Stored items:
---

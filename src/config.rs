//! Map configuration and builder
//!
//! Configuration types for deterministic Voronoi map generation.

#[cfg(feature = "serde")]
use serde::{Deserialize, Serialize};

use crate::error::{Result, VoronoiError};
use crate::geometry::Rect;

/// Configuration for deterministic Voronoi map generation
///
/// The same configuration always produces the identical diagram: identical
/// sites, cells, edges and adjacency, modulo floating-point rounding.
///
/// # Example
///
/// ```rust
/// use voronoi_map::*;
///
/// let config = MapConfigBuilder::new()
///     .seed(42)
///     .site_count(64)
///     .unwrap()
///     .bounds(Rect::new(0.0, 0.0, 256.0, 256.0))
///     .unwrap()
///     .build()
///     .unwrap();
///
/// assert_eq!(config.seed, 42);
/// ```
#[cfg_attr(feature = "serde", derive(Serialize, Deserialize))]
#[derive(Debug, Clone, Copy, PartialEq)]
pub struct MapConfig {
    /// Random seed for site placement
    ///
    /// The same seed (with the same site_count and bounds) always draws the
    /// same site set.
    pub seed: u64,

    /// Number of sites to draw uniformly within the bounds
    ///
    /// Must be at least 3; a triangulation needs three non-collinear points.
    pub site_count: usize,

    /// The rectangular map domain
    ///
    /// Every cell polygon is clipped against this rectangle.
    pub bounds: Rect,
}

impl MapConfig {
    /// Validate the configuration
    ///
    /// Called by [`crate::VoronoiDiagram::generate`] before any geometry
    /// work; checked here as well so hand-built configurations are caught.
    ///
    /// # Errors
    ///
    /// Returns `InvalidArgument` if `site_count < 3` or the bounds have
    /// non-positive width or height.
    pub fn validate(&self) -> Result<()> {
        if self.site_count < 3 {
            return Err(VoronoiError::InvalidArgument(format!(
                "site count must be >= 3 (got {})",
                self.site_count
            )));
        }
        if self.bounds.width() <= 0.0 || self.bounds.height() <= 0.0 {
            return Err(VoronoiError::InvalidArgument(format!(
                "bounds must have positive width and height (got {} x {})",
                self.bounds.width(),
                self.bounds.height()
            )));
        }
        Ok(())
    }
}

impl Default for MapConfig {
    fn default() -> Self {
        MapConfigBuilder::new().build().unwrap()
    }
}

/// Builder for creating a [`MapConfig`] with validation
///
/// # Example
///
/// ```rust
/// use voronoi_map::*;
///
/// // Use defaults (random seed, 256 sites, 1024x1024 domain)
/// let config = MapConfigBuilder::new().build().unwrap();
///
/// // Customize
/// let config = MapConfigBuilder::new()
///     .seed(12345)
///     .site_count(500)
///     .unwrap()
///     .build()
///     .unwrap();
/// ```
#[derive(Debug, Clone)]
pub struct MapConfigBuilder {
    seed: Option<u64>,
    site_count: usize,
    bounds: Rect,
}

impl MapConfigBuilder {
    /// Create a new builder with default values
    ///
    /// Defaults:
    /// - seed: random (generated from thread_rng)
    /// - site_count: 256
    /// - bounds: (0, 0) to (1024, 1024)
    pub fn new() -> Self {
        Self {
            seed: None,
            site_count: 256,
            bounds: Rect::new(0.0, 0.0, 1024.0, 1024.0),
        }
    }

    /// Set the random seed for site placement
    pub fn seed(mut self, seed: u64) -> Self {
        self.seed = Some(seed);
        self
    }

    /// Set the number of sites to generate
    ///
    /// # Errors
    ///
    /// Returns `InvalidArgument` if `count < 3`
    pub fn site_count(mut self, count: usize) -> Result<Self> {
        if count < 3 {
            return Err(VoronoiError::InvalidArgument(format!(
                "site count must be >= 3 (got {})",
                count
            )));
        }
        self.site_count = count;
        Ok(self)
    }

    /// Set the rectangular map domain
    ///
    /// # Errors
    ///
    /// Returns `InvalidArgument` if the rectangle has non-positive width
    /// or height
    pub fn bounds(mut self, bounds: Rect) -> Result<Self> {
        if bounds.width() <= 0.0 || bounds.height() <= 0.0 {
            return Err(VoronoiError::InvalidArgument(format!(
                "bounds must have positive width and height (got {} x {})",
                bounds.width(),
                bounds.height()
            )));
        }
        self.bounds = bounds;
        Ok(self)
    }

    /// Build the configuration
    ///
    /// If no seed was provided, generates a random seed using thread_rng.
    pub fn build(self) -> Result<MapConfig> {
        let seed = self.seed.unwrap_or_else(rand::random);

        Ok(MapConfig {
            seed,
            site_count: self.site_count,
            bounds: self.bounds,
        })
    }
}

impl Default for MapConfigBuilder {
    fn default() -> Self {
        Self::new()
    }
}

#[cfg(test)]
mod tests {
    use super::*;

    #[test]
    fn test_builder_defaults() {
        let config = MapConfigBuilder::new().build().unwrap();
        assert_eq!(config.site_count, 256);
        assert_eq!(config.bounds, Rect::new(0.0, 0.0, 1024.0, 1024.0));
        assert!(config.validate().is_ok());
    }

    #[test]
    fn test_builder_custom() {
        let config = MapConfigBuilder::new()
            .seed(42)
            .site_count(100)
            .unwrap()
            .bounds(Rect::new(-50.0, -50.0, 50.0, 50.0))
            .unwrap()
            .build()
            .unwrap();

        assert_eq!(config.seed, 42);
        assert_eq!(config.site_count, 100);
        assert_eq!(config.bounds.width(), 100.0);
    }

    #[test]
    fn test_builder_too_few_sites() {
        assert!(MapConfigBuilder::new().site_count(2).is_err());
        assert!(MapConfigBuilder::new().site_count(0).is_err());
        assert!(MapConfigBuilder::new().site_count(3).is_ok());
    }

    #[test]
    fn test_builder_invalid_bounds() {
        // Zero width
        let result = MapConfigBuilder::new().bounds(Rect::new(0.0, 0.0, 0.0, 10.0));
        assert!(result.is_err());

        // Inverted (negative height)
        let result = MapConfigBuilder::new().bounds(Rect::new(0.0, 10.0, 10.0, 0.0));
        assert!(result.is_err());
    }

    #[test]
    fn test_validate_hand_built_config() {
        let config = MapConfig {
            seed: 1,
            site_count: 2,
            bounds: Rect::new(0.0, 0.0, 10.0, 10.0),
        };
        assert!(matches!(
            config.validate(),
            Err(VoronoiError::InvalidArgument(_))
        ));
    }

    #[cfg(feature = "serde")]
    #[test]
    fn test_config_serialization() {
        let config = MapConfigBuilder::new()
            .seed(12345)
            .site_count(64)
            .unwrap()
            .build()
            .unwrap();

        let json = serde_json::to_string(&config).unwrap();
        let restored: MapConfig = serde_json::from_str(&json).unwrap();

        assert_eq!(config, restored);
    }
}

---

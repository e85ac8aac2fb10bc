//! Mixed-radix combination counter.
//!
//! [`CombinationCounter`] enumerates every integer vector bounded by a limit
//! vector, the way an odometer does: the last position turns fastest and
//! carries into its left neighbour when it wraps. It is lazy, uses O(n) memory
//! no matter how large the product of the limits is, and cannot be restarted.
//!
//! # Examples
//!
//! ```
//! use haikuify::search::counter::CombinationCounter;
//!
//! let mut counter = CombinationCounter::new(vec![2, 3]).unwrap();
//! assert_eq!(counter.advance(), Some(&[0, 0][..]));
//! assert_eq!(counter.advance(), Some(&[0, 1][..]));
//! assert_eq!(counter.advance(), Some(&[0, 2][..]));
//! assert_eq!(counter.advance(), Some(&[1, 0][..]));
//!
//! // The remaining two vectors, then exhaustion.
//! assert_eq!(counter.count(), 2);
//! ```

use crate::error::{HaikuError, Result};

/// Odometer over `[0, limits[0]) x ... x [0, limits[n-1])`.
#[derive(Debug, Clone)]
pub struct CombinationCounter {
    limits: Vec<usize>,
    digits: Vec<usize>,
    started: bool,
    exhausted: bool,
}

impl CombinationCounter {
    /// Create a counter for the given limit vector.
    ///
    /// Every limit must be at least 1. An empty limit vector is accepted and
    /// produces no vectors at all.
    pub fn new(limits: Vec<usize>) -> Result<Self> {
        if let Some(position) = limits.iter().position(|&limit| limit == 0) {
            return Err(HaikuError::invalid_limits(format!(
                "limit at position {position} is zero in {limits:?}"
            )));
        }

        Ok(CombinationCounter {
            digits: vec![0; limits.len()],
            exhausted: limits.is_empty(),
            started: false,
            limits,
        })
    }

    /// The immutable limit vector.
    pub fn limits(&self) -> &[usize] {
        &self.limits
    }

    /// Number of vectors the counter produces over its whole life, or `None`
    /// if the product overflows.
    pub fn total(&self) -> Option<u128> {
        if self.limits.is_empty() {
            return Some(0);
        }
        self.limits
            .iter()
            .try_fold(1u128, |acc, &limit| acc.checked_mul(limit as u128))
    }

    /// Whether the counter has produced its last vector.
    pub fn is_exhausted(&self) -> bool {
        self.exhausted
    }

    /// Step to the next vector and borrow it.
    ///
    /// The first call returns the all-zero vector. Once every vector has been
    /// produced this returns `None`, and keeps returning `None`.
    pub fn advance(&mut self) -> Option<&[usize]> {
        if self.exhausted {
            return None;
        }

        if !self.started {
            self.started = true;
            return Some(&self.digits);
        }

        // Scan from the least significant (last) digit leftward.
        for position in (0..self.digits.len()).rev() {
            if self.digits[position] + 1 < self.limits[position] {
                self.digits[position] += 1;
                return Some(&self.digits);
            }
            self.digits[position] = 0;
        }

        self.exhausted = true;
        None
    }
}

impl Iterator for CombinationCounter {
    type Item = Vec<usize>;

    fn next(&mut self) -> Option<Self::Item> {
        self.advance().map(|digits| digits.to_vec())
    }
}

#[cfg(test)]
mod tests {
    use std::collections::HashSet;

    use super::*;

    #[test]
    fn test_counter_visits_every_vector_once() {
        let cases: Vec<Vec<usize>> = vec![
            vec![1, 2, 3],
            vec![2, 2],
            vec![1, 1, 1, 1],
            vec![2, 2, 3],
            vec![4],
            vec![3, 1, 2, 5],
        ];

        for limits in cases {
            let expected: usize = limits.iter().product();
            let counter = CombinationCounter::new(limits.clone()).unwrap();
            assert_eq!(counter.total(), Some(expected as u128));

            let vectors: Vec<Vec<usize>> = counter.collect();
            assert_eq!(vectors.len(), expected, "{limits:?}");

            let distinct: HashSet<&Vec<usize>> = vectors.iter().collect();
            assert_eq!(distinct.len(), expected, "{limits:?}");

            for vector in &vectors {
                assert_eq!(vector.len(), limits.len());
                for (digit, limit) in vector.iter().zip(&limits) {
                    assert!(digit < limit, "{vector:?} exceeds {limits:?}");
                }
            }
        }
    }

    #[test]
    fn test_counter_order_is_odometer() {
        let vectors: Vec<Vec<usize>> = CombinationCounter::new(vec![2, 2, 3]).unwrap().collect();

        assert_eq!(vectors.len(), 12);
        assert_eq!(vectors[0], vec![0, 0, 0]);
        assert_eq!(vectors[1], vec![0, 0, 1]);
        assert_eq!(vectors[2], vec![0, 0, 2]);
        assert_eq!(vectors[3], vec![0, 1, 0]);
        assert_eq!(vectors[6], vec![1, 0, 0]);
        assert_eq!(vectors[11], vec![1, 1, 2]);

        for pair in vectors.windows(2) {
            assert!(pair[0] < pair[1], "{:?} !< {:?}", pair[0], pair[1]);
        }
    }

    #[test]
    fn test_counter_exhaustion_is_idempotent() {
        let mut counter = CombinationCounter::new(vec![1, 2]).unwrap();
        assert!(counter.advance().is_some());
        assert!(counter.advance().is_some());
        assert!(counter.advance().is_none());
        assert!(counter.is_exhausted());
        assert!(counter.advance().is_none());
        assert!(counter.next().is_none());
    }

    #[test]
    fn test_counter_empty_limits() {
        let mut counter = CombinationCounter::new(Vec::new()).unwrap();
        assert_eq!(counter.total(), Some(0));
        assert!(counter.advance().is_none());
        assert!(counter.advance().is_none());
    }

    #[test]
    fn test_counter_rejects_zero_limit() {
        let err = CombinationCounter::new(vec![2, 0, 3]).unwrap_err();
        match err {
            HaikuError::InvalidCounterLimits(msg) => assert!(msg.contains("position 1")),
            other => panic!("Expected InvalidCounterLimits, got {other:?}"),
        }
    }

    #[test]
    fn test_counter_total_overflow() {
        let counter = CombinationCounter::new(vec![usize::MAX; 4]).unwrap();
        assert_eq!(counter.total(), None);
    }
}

---

[Activity]
Reproduce every line above containing "Deserialize".

[Solution]
use serde::{Deserialize, Serialize};
#[cfg_attr(feature = "serde", derive(Serialize, Deserialize))]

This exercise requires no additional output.